16 17:02:40.537 12/11/04 Sev=Info/5 IKE/0x63000001
Peer is a Cisco-Unity compliant peer

17 17:02:40.537 12/11/04 Sev=Info/5 IKE/0x63000081
Received IOS Vendor ID with unknown capabilities flag 0x00000025

18 17:02:46.496 12/11/04 Sev=Info/4 IKE/0x63000013
SENDING >>> ISAKMP OAK MM *(ID, CERT, CERT_REQ, SIG,
NOTIFY:STATUS_INITIAL_CONTACT) to ***.***.***.***

19 17:02:51.503 12/11/04 Sev=Info/4 IKE/0x63000021
Retransmitting last packet!

20 17:02:51.503 12/11/04 Sev=Info/4 IKE/0x63000013
SENDING >>> ISAKMP OAK MM *(Retransmission) to ***.***.***.***

21 17:02:55.539 12/11/04 Sev=Info/5 IKE/0x6300002F
Received ISAKMP packet: peer = ***.***.***.***

22 17:02:55.539 12/11/04 Sev=Info/4 IKE/0x63000014
RECEIVING <<< ISAKMP OAK MM (Retransmission) from ***.***.***.***

23 17:02:55.539 12/11/04 Sev=Info/4 IKE/0x63000021
Retransmitting last packet!

24 17:02:55.539 12/11/04 Sev=Info/4 IKE/0x63000013
SENDING >>> ISAKMP OAK MM *(Retransmission) to ***.***.***.***

25 17:03:01.017 12/11/04 Sev=Info/4 IKE/0x63000021
Retransmitting last packet!

26 17:03:01.017 12/11/04 Sev=Info/4 IKE/0x63000013
SENDING >>> ISAKMP OAK MM *(Retransmission) to ***.***.***.***

27 17:03:06.024 12/11/04 Sev=Info/4 IKE/0x63000017
Marking IKE SA for deletion (I_Cookie=C7C3BD1FDE5E3B1F
R_Cookie=98C52F2232E603EE) reason = DEL_REASON_PEER_NOT_RESPONDING

In article <3gwud.321$z8.14346@nnrp1.ozemail.com.au>,
Phil <nospam@hotmail.com> wrote:
:I have a Linksys WAG54G wireless ADSL rouer.

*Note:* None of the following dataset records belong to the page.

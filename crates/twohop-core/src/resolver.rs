//! Best-effort link resolution and link graph construction.
//!
//! Resolution mirrors how Obsidian picks the destination of a link:
//! relative paths first, then exact vault paths, then the closest document
//! whose trailing path segments match, then front-matter aliases. Matching
//! is case-insensitive and a missing `.md` extension is implied.

use crate::models::{CachedMetadata, LinkGraphSnapshot};
use crate::utils::{path_segments, path_to_link_text, strip_subpath};
use std::collections::{BTreeSet, HashMap};

/// Index of vault paths used to resolve link text.
#[derive(Debug, Clone, Default)]
pub struct LinkResolver {
    paths: BTreeSet<String>,
    /// Lowercase path -> actual path
    lower_paths: HashMap<String, String>,
    /// Lowercase final link-text segment -> paths
    by_name: HashMap<String, Vec<String>>,
    /// Lowercase alias -> path
    aliases: HashMap<String, String>,
}

impl LinkResolver {
    pub fn new() -> Self {
        Self::default()
    }

    /// Index every path plus the front-matter aliases of documents that have metadata
    pub fn index<'a, I>(documents: I) -> Self
    where
        I: IntoIterator<Item = (&'a str, Option<&'a CachedMetadata>)>,
    {
        let mut resolver = Self::new();
        for (path, metadata) in documents {
            resolver.insert(path);
            if let Some(fm) = metadata.and_then(|m| m.frontmatter.as_ref()) {
                for alias in fm.aliases() {
                    resolver.insert_alias(&alias, path);
                }
            }
        }
        resolver
    }

    /// Register a document or attachment path
    pub fn insert(&mut self, path: &str) {
        if !self.paths.insert(path.to_string()) {
            return;
        }
        self.lower_paths.insert(path.to_lowercase(), path.to_string());
        self.by_name
            .entry(name_key(path))
            .or_default()
            .push(path.to_string());
    }

    /// Register an alias for a document
    pub fn insert_alias(&mut self, alias: &str, path: &str) {
        let alias = alias.trim();
        if !alias.is_empty() {
            self.aliases.insert(alias.to_lowercase(), path.to_string());
        }
    }

    /// Forget a path and every alias pointing at it
    pub fn remove(&mut self, path: &str) {
        if !self.paths.remove(path) {
            return;
        }
        self.lower_paths.remove(&path.to_lowercase());
        if let Some(paths) = self.by_name.get_mut(&name_key(path)) {
            paths.retain(|p| p != path);
        }
        self.aliases.retain(|_, target| target != path);
    }

    /// Resolve `link_text` written in `source_path` to a vault path.
    pub fn resolve(&self, link_text: &str, source_path: &str) -> Option<String> {
        let target = strip_subpath(link_text).trim();
        let target = target.strip_prefix('/').unwrap_or(target);
        if target.is_empty() {
            return None;
        }

        // Explicit relative links: ./x, ../x
        if target.starts_with("./") || target.starts_with("../") {
            let joined = join_relative(parent_dir(source_path), target)?;
            return self.lookup_exact(&joined);
        }

        if let Some(found) = self.lookup_exact(target) {
            return Some(found);
        }

        let dir = parent_dir(source_path);
        if !dir.is_empty()
            && let Some(found) = self.lookup_exact(&format!("{}/{}", dir, target))
        {
            return Some(found);
        }

        if let Some(found) = self.lookup_by_name(target, dir) {
            return Some(found);
        }

        self.aliases.get(&target.to_lowercase()).cloned()
    }

    fn lookup_exact(&self, path: &str) -> Option<String> {
        let lower = path.to_lowercase();
        self.lower_paths
            .get(&lower)
            .or_else(|| self.lower_paths.get(&format!("{}.md", lower)))
            .cloned()
    }

    /// Closest path whose trailing segments equal the target's segments.
    fn lookup_by_name(&self, target: &str, source_dir: &str) -> Option<String> {
        let wanted = path_to_link_text(target).to_lowercase();
        let wanted_segments = path_segments(&wanted);
        let candidates = self.by_name.get(&name_key(target))?;

        candidates
            .iter()
            .filter(|path| {
                let lower = path_to_link_text(path).to_lowercase();
                let segments = path_segments(&lower);
                segments.len() >= wanted_segments.len()
                    && segments[segments.len() - wanted_segments.len()..] == wanted_segments[..]
            })
            .min_by_key(|path| {
                let same_dir = parent_dir(path) == source_dir;
                (!same_dir, path_segments(path).len(), (*path).clone())
            })
            .cloned()
    }
}

/// Build the resolved/unresolved adjacency maps for a set of documents.
///
/// Both links and embeds produce edges. Unresolved edges are keyed by the
/// link path with any heading or block subpath removed.
pub fn build_link_graph<'a, I>(documents: I, resolver: &LinkResolver) -> LinkGraphSnapshot
where
    I: IntoIterator<Item = (&'a str, &'a CachedMetadata)>,
{
    let mut graph = LinkGraphSnapshot::new();

    for (source, metadata) in documents {
        for link in metadata.links.iter().chain(metadata.embeds.iter()) {
            match resolver.resolve(&link.link, source) {
                Some(dest) => graph.add_resolved(source, dest),
                None => {
                    let text = strip_subpath(&link.link).trim();
                    if !text.is_empty() {
                        graph.add_unresolved(source, text);
                    }
                }
            }
        }
    }

    graph
}

fn name_key(path: &str) -> String {
    let text = path_to_link_text(path);
    text.rsplit('/').next().unwrap_or(text).to_lowercase()
}

fn parent_dir(path: &str) -> &str {
    match path.rfind('/') {
        Some(idx) => &path[..idx],
        None => "",
    }
}

fn join_relative(dir: &str, relative: &str) -> Option<String> {
    let mut segments: Vec<&str> = path_segments(dir);
    for segment in relative.split('/') {
        match segment {
            "" | "." => {}
            ".." => {
                segments.pop()?;
            }
            other => segments.push(other),
        }
    }
    Some(segments.join("/"))
}
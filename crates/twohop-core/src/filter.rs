//! Exclusion rules for candidate paths.
//!
//! A rule ending in `/` excludes a directory and everything below it; any
//! other rule excludes exactly one path. Directory rules compare whole path
//! segments, so `foo/` never matches `foobar/x.md`.

use crate::utils::path_segments;

#[derive(Debug, Clone, PartialEq, Eq)]
enum ExcludeRule {
    Exact(String),
    Directory(Vec<String>),
}

impl ExcludeRule {
    fn parse(raw: &str) -> Option<Self> {
        let trimmed = raw.trim();
        let trimmed = trimmed.strip_prefix("./").unwrap_or(trimmed);
        if trimmed.is_empty() {
            return None;
        }

        if trimmed.ends_with('/') {
            let segments: Vec<String> = path_segments(trimmed)
                .into_iter()
                .map(str::to_string)
                .collect();
            // "/" alone would exclude the whole vault
            if segments.is_empty() {
                return None;
            }
            Some(Self::Directory(segments))
        } else {
            Some(Self::Exact(trimmed.to_string()))
        }
    }

    fn matches(&self, path: &str) -> bool {
        match self {
            Self::Exact(exact) => path == exact,
            Self::Directory(prefix) => {
                let segments = path_segments(path);
                segments.len() > prefix.len()
                    && prefix.iter().zip(&segments).all(|(a, b)| a == b)
            }
        }
    }
}

/// Compiled exclusion list, built once per aggregation pass.
#[derive(Debug, Clone, Default, PartialEq, Eq)]
pub struct PathFilter {
    rules: Vec<ExcludeRule>,
}

impl PathFilter {
    /// Compile an exclusion list. Blank rules are ignored.
    pub fn new<S: AsRef<str>>(exclude: &[S]) -> Self {
        Self {
            rules: exclude
                .iter()
                .filter_map(|rule| ExcludeRule::parse(rule.as_ref()))
                .collect(),
        }
    }

    /// True iff some rule matches `path`
    pub fn is_excluded(&self, path: &str) -> bool {
        self.rules.iter().any(|rule| rule.matches(path))
    }

    pub fn is_empty(&self) -> bool {
        self.rules.is_empty()
    }
}

/// One-shot form of [`PathFilter::is_excluded`].
pub fn is_excluded<S: AsRef<str>>(path: &str, exclude: &[S]) -> bool {
    PathFilter::new(exclude).is_excluded(path)
}
impl<Req, Res> QueueManager<Req, Res>
where
    Req: Send + Debug + 'static,
    Res: Send + 'static,
{
    /// Spawn the dispatch loop for a new pool and return the handle.
    pub fn spawn(pool_name: impl Into<String>) -> PoolHandle<Req, Res> {
        let name: Arc<str> = pool_name.into().into();
        let (tx, rx) = mpsc::unbounded_channel();

        let manager = QueueManager {
            name: name.clone(),
            idle: IdleWorkers::new(),
            pending: PendingQueue::new(),
            ports: HashMap::new(),
            tracer: None,
        };
        tokio::spawn(manager.run(rx));

        info!(pool = %name, "queue manager started");
        PoolHandle {
            name,
            born: Utc::now(),
            tx,
        }
    }

    /// The dispatch loop: one command processed to completion at a time.
    async fn run(mut self, mut rx: mpsc::UnboundedReceiver<Command<Req, Res>>) {
        while let Some(cmd) = rx.recv().await {
            match cmd {
                Command::Cast { req } => self.on_cast(req),
                Command::Event { req, all_state } => self.on_event(req, all_state),
                Command::Call {
                    client,
                    req,
                    deadline,
                } => self.on_call(client, req, deadline),
                Command::SyncEvent {
                    client,
                    req,
                    deadline,
                    all_state,
                } => self.on_sync_event(client, req, deadline, all_state),
                Command::NewWorker { port } => self.on_new_worker(port),
                Command::WorkerReady { id } => self.on_worker_ready(id),
                Command::WorkerBusy { id } => {
                    self.idle.remove(&id);
                }
                Command::WorkerDead { id } => self.on_worker_dead(id),
                Command::WorkerCounts { reply } => {
                    let _ = reply.send(WorkerCounts {
                        idle: self.idle.len(),
                        pending: self.pending.count(),
                    });
                }
                Command::AttachTrace { session } => {
                    info!(pool = %self.name, session = %session.id(), "trace session attached");
                    self.tracer = Some(session);
                }
                Command::Shutdown { reason } => {
                    rx.close();
                    self.drain(&reason);
                    return;
                }
            }

            // A worker cannot idle while work waits.
            debug_assert!(self.pending.is_empty() || self.idle.is_empty());
        }

        self.drain("all pool handles dropped");
    }

    // ── Submission handlers ──────────────────────────────────────

    fn on_cast(&mut self, req: Req) {
        match self.next_idle_port() {
            Some((_, port)) => {
                self.trace(DeliveryKind::Cast, 0);
                self.deliver(port, Delivery::Cast { req });
            }
            None => self.pending.push(WorkItem::Cast {
                req,
                enqueued_at: clock::now_micros(),
            }),
        }
    }

    fn on_event(&mut self, req: Req, all_state: bool) {
        match self.next_idle_port() {
            Some((_, port)) => {
                self.trace(DeliveryKind::Event { all_state }, 0);
                self.deliver(port, Delivery::Event { req, all_state });
            }
            None => self.pending.push(WorkItem::Event {
                req,
                all_state,
                enqueued_at: clock::now_micros(),
            }),
        }
    }

    fn on_call(&mut self, client: ReplySlot<Res>, req: Req, deadline: Deadline) {
        let now = clock::now_micros();
        match self.next_idle_port() {
            Some((id, port)) => {
                if client.is_live() && !deadline.is_expired(now) {
                    self.trace(DeliveryKind::Call, 0);
                    self.deliver(port, Delivery::Call { client, req });
                } else {
                    // The worker was never handed anything; it stays idle.
                    info!(pool = %self.name, payload = ?req, "dropping dead or expired call at dispatch");
                    self.idle.insert(id);
                }
            }
            None => self.pending.push(WorkItem::Call {
                client,
                req,
                deadline,
                enqueued_at: now,
            }),
        }
    }

    fn on_sync_event(
        &mut self,
        client: ReplySlot<Res>,
        req: Req,
        deadline: Deadline,
        all_state: bool,
    ) {
        let now = clock::now_micros();
        match self.next_idle_port() {
            Some((id, port)) => {
                if client.is_live() && !deadline.is_expired(now) {
                    self.trace(DeliveryKind::SyncEvent { all_state }, 0);
                    self.deliver(
                        port,
                        Delivery::SyncEvent {
                            client,
                            req,
                            all_state,
                        },
                    );
                } else {
                    info!(pool = %self.name, payload = ?req, "dropping dead or expired sync event at dispatch");
                    self.idle.insert(id);
                }
            }
            None => self.pending.push(WorkItem::SyncEvent {
                client,
                req,
                deadline,
                all_state,
                enqueued_at: now,
            }),
        }
    }

    // ── Lifecycle handlers ───────────────────────────────────────

    fn on_new_worker(&mut self, port: WorkerPort<Req, Res>) {
        let id = port.id().clone();
        if self.ports.insert(id.clone(), port).is_some() {
            debug!(pool = %self.name, worker = %id, "replacing port of known worker");
        }
        info!(pool = %self.name, worker = %id, "new worker");
        self.on_worker_ready(id);
    }

    /// The central matching rule: pair the freed worker with the head of
    /// the pending queue, dropping expired or abandoned synchronous
    /// entries along the way. Each iteration consumes exactly one pending
    /// entry, so the loop runs at most `pending_count` times before the
    /// worker either receives an item or goes idle.
    fn on_worker_ready(&mut self, id: WorkerId) {
        let Some(port) = self.ports.get(&id).cloned() else {
            warn!(pool = %self.name, worker = %id, "ready from unknown worker ignored");
            return;
        };
        if self.idle.contains(&id) {
            // Duplicate ready; the queue is necessarily empty already.
            debug!(pool = %self.name, worker = %id, "ready from already idle worker");
            return;
        }

        loop {
            let Some(item) = self.pending.pop() else {
                self.idle.insert(id);
                break;
            };

            let now = clock::now_micros();
            let kind = item.kind();
            let wait = now - item.enqueued_at();

            match item {
                WorkItem::Cast { req, .. } => {
                    self.trace(kind, wait);
                    self.deliver(port, Delivery::Cast { req });
                    break;
                }
                WorkItem::Event { req, all_state, .. } => {
                    self.trace(kind, wait);
                    self.deliver(port, Delivery::Event { req, all_state });
                    break;
                }
                WorkItem::Call {
                    client,
                    req,
                    deadline,
                    ..
                } => {
                    if client.is_live() && !deadline.is_expired(now) {
                        self.trace(kind, wait);
                        self.deliver(port, Delivery::Call { client, req });
                        break;
                    }
                    info!(pool = %self.name, payload = ?req, "dropping dead or expired call at match");
                }
                WorkItem::SyncEvent {
                    client,
                    req,
                    deadline,
                    all_state,
                    ..
                } => {
                    if client.is_live() && !deadline.is_expired(now) {
                        self.trace(kind, wait);
                        self.deliver(
                            port,
                            Delivery::SyncEvent {
                                client,
                                req,
                                all_state,
                            },
                        );
                        break;
                    }
                    info!(pool = %self.name, payload = ?req, "dropping dead or expired sync event at match");
                }
            }
        }
    }

    fn on_worker_dead(&mut self, id: WorkerId) {
        self.idle.remove(&id);
        if self.ports.remove(&id).is_some() {
            info!(pool = %self.name, worker = %id, "worker dead");
        }
    }

    // ── Helpers ──────────────────────────────────────────────────

    /// Take the smallest idle worker that still has a usable port.
    fn next_idle_port(&mut self) -> Option<(WorkerId, WorkerPort<Req, Res>)> {
        while let Some(id) = self.idle.take_smallest() {
            match self.ports.get(&id) {
                Some(port) => return Some((id, port.clone())),
                None => {
                    debug!(pool = %self.name, worker = %id, "idle worker without a port, skipping")
                }
            }
        }
        None
    }

    fn deliver(&mut self, port: WorkerPort<Req, Res>, delivery: Delivery<Req, Res>) {
        if !port.deliver(delivery) {
            // The item is lost; a synchronous submitter will observe its
            // local timeout.
            warn!(pool = %self.name, worker = %port.id(), "delivery to dead worker lost");
            self.ports.remove(port.id());
        }
    }

    fn trace(&mut self, kind: DeliveryKind, wait_micros: Micros) {
        let expired = match &self.tracer {
            Some(session) => !session.record(kind.label(), wait_micros),
            None => return,
        };
        if expired {
            if let Some(session) = self.tracer.take() {
                info!(pool = %self.name, session = %session.id(), "trace session expired, detaching");
            }
        }
    }

    /// Drain the pending queue head-first on termination.
    fn drain(mut self, reason: &str) {
        info!(
            pool = %self.name,
            reason,
            pending = self.pending.count(),
            "queue manager terminating"
        );

        while let Some(item) = self.pending.pop() {
            match item {
                WorkItem::Cast { req, .. } => {
                    info!(pool = %self.name, reason, payload = ?req, "cast lost on terminate");
                }
                WorkItem::Event { req, .. } => {
                    info!(pool = %self.name, reason, payload = ?req, "event lost on terminate");
                }
                WorkItem::Call { client, .. } | WorkItem::SyncEvent { client, .. } => {
                    client.fail(PoolError::QueueShutdown(reason.to_string()));
                }
            }
        }
    }
}

// ── Pool setup glue ──────────────────────────────────────────────────

/// Start a pool from a config: spawn the manager, `config.workers` workers
/// running `handler`, and optionally register the pool for introspection.
pub async fn start_pool<Req, Res, F, Fut>(
    config: &PoolConfig,
    registry: Option<&PoolRegistry>,
    handler: F,
) -> Result<PoolHandle<Req, Res>, PoolError>
where
    Req: Send + Debug + 'static,
    Res: Send + 'static,
    F: FnMut(WorkRequest<Req>) -> Fut + Clone + Send + 'static,
    Fut: Future<Output = Res> + Send + 'static,
{
    config.validate()?;

    let handle = QueueManager::spawn(config.name.clone());
    for n in 1..=config.workers {
        spawn_worker(
            &handle,
            WorkerId::numbered(&config.name, n),
            handler.clone(),
        )?;
    }

    if let Some(registry) = registry {
        registry
            .register(config.workers, Arc::new(handle.clone()))
            .await;
    }

    Ok(handle)
}
use thiserror::Error;

/// Errors surfaced by the pool dispatch layer.
#[derive(Debug, Error)]
pub enum PoolError {
    /// The submitter's local wait elapsed before a worker replied.
    /// The queued entry, if any, is dropped lazily at match time.
    #[error("call timed out after {0:?}")]
    Timeout(std::time::Duration),

    /// The queue manager is not running (never started, or already gone).
    #[error("queue manager is not running")]
    ManagerGone,

    /// The queue manager terminated while this call was still pending.
    #[error("queue shutdown: {0}")]
    QueueShutdown(String),

    /// Introspection was asked about a pool the registry does not know.
    #[error("invalid pool: {0}")]
    InvalidPool(String),

    #[error("config error: {0}")]
    Config(String),

    #[error("config parse error: {0}")]
    ConfigParse(#[from] toml::de::Error),

    #[error("config I/O error: {0}")]
    ConfigIo(#[from] std::io::Error),
}
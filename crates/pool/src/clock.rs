//! Deadline clock: microsecond timestamps and deadline arithmetic.
//!
//! Deadlines are absolute microsecond timestamps taken from the same clock
//! used for the expiry comparison, so only relative consistency matters.
//! "Infinity" is a distinct variant rather than a sentinel value.

use std::time::Duration;

use chrono::Utc;

/// Absolute timestamp in microseconds since the Unix epoch.
pub type Micros = i64;

/// Current timestamp in microseconds.
pub fn now_micros() -> Micros {
    Utc::now().timestamp_micros()
}

/// Absolute deadline for a synchronous work item.
#[derive(Debug, Clone, Copy, PartialEq, Eq)]
pub enum Deadline {
    /// Expires once the clock passes this timestamp.
    At(Micros),
    /// Never expires.
    Infinity,
}

impl Deadline {
    /// Deadline `timeout` from `now`; `None` means no deadline.
    pub fn from_timeout(now: Micros, timeout: Option<Duration>) -> Self {
        match timeout {
            Some(t) => Deadline::At(now.saturating_add(t.as_micros() as Micros)),
            None => Deadline::Infinity,
        }
    }

    /// Whether the deadline has passed at `now`.
    ///
    /// The comparison is strict: a deadline equal to `now` is already expired.
    pub fn is_expired(&self, now: Micros) -> bool {
        match self {
            Deadline::At(t) => *t <= now,
            Deadline::Infinity => false,
        }
    }
}

#[cfg(test)]
mod tests {
    use super::*;

    #[test]
    fn deadline_equal_to_now_is_expired() {
        let d = Deadline::At(1_000);
        assert!(d.is_expired(1_000));
    }

    #[test]
    fn deadline_in_future_is_live() {
        let d = Deadline::At(1_001);
        assert!(!d.is_expired(1_000));
        assert!(d.is_expired(1_001));
        assert!(d.is_expired(2_000));
    }

    #[test]
    fn infinity_never_expires() {
        assert!(!Deadline::Infinity.is_expired(Micros::MAX));
    }

    #[test]
    fn from_timeout_adds_to_now() {
        let d = Deadline::from_timeout(500, Some(Duration::from_micros(250)));
        assert_eq!(d, Deadline::At(750));
    }

    #[test]
    fn from_none_is_infinity() {
        assert_eq!(Deadline::from_timeout(500, None), Deadline::Infinity);
    }

    #[test]
    fn now_micros_is_monotonic_enough() {
        let a = now_micros();
        let b = now_micros();
        assert!(b >= a);
    }
}
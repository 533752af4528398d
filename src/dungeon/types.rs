//! Maze data structures.
//!
//! A [`GameMap`] is a fixed-size grid of [`MapTile`]s owned exclusively by the
//! simulation. It is replaced wholesale on every level transition.

use super::themes::MapTheme;
use serde::Serialize;

/// Grid position. `x` grows to the right, `y` grows downwards.
#[derive(Debug, Clone, Copy, PartialEq, Eq, Hash, PartialOrd, Ord, Serialize)]
pub struct Coordinate {
    pub x: usize,
    pub y: usize,
}

impl Coordinate {
    pub const fn new(x: usize, y: usize) -> Self {
        Self { x, y }
    }

    /// Manhattan distance to another coordinate.
    pub fn manhattan(&self, other: Coordinate) -> usize {
        self.x.abs_diff(other.x) + self.y.abs_diff(other.y)
    }

    /// Orthogonal neighbours in (up, down, left, right) order, skipping any
    /// that would underflow. Upper bounds are the caller's concern.
    pub fn orthogonal(&self) -> Vec<Coordinate> {
        let mut out = Vec::with_capacity(4);
        if self.y > 0 {
            out.push(Coordinate::new(self.x, self.y - 1));
        }
        out.push(Coordinate::new(self.x, self.y + 1));
        if self.x > 0 {
            out.push(Coordinate::new(self.x - 1, self.y));
        }
        out.push(Coordinate::new(self.x + 1, self.y));
        out
    }
}

#[derive(Debug, Clone, Copy, PartialEq, Eq, Serialize)]
pub enum TileType {
    Wall,
    Floor,
    Start,
    Boss,
}

impl TileType {
    pub fn is_passable(&self) -> bool {
        !matches!(self, TileType::Wall)
    }
}

/// A single cell of the maze
#[derive(Debug, Clone, PartialEq, Serialize)]
pub struct MapTile {
    pub position: Coordinate,
    pub tile_type: TileType,
    /// Seen at least once
    pub explored: bool,
    /// Currently rendered
    pub visible: bool,
    /// Dormant ambush that has not fired yet
    pub has_enemy: bool,
}

impl MapTile {
    pub fn wall(position: Coordinate) -> Self {
        Self {
            position,
            tile_type: TileType::Wall,
            explored: false,
            visible: false,
            has_enemy: false,
        }
    }
}

#[derive(Debug, Clone, Serialize)]
pub struct GameMap {
    /// Row-major grid indexed `[y][x]`
    pub tiles: Vec<Vec<MapTile>>,
    pub width: usize,
    pub height: usize,
    pub theme: &'static MapTheme,
    /// Depth counter, starts at 1
    pub level: u32,
    pub start_pos: Coordinate,
    pub boss_pos: Coordinate,
}

impl GameMap {
    /// Creates an all-wall grid. Carving is done by the generator.
    pub fn filled(width: usize, height: usize, theme: &'static MapTheme, level: u32) -> Self {
        let tiles = (0..height)
            .map(|y| {
                (0..width)
                    .map(|x| MapTile::wall(Coordinate::new(x, y)))
                    .collect()
            })
            .collect();

        Self {
            tiles,
            width,
            height,
            theme,
            level,
            start_pos: Coordinate::new(0, 0),
            boss_pos: Coordinate::new(0, 0),
        }
    }

    pub fn in_bounds(&self, pos: Coordinate) -> bool {
        pos.x < self.width && pos.y < self.height
    }

    pub fn tile(&self, pos: Coordinate) -> Option<&MapTile> {
        self.tiles.get(pos.y).and_then(|row| row.get(pos.x))
    }

    pub fn tile_mut(&mut self, pos: Coordinate) -> Option<&mut MapTile> {
        self.tiles.get_mut(pos.y).and_then(|row| row.get_mut(pos.x))
    }

    pub fn is_passable(&self, pos: Coordinate) -> bool {
        self.tile(pos)
            .map(|t| t.tile_type.is_passable())
            .unwrap_or(false)
    }

    /// Iterates every tile in row-major order.
    pub fn iter_tiles(&self) -> impl Iterator<Item = &MapTile> {
        self.tiles.iter().flat_map(|row| row.iter())
    }

    /// Number of non-wall tiles
    pub fn passable_count(&self) -> usize {
        self.iter_tiles()
            .filter(|t| t.tile_type.is_passable())
            .count()
    }

    /// Number of tiles still holding a dormant ambush
    pub fn dormant_enemy_count(&self) -> usize {
        self.iter_tiles().filter(|t| t.has_enemy).count()
    }

    pub fn explored_count(&self) -> usize {
        self.iter_tiles().filter(|t| t.explored).count()
    }
}

#[cfg(test)]
mod tests {
    use super::super::themes::THEMES;
    use super::*;

    #[test]
    fn test_manhattan_distance() {
        let a = Coordinate::new(1, 1);
        let b = Coordinate::new(4, 6);
        assert_eq!(a.manhattan(b), 8);
        assert_eq!(b.manhattan(a), 8);
        assert_eq!(a.manhattan(a), 0);
    }

    #[test]
    fn test_orthogonal_at_origin_skips_underflow() {
        let n = Coordinate::new(0, 0).orthogonal();
        assert_eq!(n, vec![Coordinate::new(0, 1), Coordinate::new(1, 0)]);
    }

    #[test]
    fn test_orthogonal_order_is_up_down_left_right() {
        let n = Coordinate::new(3, 3).orthogonal();
        assert_eq!(
            n,
            vec![
                Coordinate::new(3, 2),
                Coordinate::new(3, 4),
                Coordinate::new(2, 3),
                Coordinate::new(4, 3),
            ]
        );
    }

    #[test]
    fn test_filled_map_is_all_wall() {
        let map = GameMap::filled(5, 4, &THEMES[0], 1);
        assert_eq!(map.tiles.len(), 4);
        assert!(map.tiles.iter().all(|row| row.len() == 5));
        assert_eq!(map.passable_count(), 0);
        assert_eq!(map.dormant_enemy_count(), 0);
    }

    #[test]
    fn test_tile_lookup_out_of_bounds() {
        let map = GameMap::filled(5, 5, &THEMES[0], 1);
        assert!(map.tile(Coordinate::new(5, 0)).is_none());
        assert!(map.tile(Coordinate::new(0, 5)).is_none());
        assert!(!map.in_bounds(Coordinate::new(5, 5)));
        assert!(!map.is_passable(Coordinate::new(9, 9)));
    }

    #[test]
    fn test_tile_positions_match_indices() {
        let map = GameMap::filled(6, 6, &THEMES[0], 1);
        for (y, row) in map.tiles.iter().enumerate() {
            for (x, tile) in row.iter().enumerate() {
                assert_eq!(tile.position, Coordinate::new(x, y));
            }
        }
    }
}
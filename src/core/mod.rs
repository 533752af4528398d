//! Core game state, the tick state machine and the game loop.

pub mod constants;
pub mod game_log;
pub mod game_loop;
pub mod game_state;
pub mod tick;

pub use game_log::{GameLog, LogEntry, LogKind};
pub use game_loop::{CoreGame, GameLoop};
pub use game_state::{
    ActionIntent, Annotation, Annotations, EntityId, GamePhase, GameState, PhaseKind,
};
pub use tick::{game_tick, SoundEffect, TickEvent, TickResult};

:I can connect to my companies PIX firewall using the Cisco VPN client if I
:disable its internat firewall.
:When the Linksys firewall is enabled the VPN fails on the IKE

On the PIX, ensure that isakmp nat-traversal 20 is set.
That command is supported from 6.3(1) as I recall.
--
Admit it -- you peeked ahead to find out how this message ends!